Task goal: What is needed is every line of the data that includes the word "money". Please copy each one.

Dataset records:
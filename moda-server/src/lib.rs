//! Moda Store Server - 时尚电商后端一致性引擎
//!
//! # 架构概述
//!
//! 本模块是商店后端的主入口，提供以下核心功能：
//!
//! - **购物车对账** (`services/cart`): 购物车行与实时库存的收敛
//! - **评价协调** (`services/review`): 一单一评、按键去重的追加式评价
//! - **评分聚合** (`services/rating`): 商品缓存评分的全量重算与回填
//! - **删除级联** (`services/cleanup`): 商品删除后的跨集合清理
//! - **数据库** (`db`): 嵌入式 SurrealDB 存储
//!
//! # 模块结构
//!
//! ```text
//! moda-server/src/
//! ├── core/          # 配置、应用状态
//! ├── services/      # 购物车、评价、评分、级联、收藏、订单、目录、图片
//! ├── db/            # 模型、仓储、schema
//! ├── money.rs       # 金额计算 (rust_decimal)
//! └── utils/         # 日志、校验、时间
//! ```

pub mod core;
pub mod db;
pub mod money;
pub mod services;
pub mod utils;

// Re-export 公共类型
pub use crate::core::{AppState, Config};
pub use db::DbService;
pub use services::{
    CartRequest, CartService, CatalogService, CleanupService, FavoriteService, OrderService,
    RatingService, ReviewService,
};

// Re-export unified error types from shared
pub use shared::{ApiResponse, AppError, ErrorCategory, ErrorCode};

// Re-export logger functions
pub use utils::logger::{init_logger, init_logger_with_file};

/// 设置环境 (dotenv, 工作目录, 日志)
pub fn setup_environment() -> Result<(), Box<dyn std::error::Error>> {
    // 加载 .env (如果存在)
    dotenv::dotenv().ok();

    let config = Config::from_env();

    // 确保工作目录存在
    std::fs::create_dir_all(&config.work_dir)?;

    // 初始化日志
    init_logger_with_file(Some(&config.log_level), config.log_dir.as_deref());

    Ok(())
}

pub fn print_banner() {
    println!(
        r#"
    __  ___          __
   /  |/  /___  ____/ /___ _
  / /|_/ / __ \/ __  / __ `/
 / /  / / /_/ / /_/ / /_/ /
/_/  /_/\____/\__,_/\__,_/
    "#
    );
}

* * *

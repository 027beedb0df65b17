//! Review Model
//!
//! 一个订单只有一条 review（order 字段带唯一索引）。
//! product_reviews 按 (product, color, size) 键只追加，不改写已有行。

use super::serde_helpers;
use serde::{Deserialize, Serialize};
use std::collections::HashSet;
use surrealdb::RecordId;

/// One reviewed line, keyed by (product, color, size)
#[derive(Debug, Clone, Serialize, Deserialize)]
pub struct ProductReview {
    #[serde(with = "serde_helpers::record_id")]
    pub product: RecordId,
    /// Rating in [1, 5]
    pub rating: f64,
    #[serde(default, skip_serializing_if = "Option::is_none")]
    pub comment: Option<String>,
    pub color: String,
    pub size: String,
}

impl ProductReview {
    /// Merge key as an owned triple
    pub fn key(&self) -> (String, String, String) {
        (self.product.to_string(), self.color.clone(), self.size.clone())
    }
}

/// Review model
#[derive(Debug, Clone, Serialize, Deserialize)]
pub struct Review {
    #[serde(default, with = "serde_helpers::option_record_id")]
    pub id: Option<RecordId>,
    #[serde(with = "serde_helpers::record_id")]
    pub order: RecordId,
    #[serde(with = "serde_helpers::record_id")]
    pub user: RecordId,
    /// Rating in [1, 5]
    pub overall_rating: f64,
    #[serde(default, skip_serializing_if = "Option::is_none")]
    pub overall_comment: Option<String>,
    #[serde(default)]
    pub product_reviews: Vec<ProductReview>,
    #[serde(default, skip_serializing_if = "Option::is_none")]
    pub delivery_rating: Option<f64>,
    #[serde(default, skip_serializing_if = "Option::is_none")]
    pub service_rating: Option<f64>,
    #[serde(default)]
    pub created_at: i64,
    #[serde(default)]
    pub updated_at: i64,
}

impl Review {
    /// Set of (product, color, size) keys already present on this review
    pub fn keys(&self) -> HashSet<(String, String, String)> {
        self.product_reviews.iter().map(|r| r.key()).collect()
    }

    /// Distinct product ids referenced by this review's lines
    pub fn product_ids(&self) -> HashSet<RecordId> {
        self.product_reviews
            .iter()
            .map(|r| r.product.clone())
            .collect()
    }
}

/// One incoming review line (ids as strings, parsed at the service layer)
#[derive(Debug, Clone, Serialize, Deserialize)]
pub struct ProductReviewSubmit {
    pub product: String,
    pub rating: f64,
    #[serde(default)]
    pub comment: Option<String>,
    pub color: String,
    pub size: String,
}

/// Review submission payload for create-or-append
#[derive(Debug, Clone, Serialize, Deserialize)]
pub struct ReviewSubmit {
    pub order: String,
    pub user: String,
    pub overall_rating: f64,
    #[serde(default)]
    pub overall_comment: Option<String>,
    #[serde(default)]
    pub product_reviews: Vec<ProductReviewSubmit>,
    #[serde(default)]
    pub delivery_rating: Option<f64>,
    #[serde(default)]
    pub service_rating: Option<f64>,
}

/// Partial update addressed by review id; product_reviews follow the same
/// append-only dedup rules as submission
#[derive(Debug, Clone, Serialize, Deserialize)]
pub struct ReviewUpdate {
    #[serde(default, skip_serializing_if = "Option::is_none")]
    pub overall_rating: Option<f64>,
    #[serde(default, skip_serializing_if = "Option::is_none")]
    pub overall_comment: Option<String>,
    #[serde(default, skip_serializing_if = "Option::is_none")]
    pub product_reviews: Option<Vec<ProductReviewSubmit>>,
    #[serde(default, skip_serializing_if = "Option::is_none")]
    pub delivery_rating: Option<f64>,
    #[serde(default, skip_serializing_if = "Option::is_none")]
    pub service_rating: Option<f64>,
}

Written solution:
//! ├── money.rs       # 金额计算 (rust_decimal)
pub mod money;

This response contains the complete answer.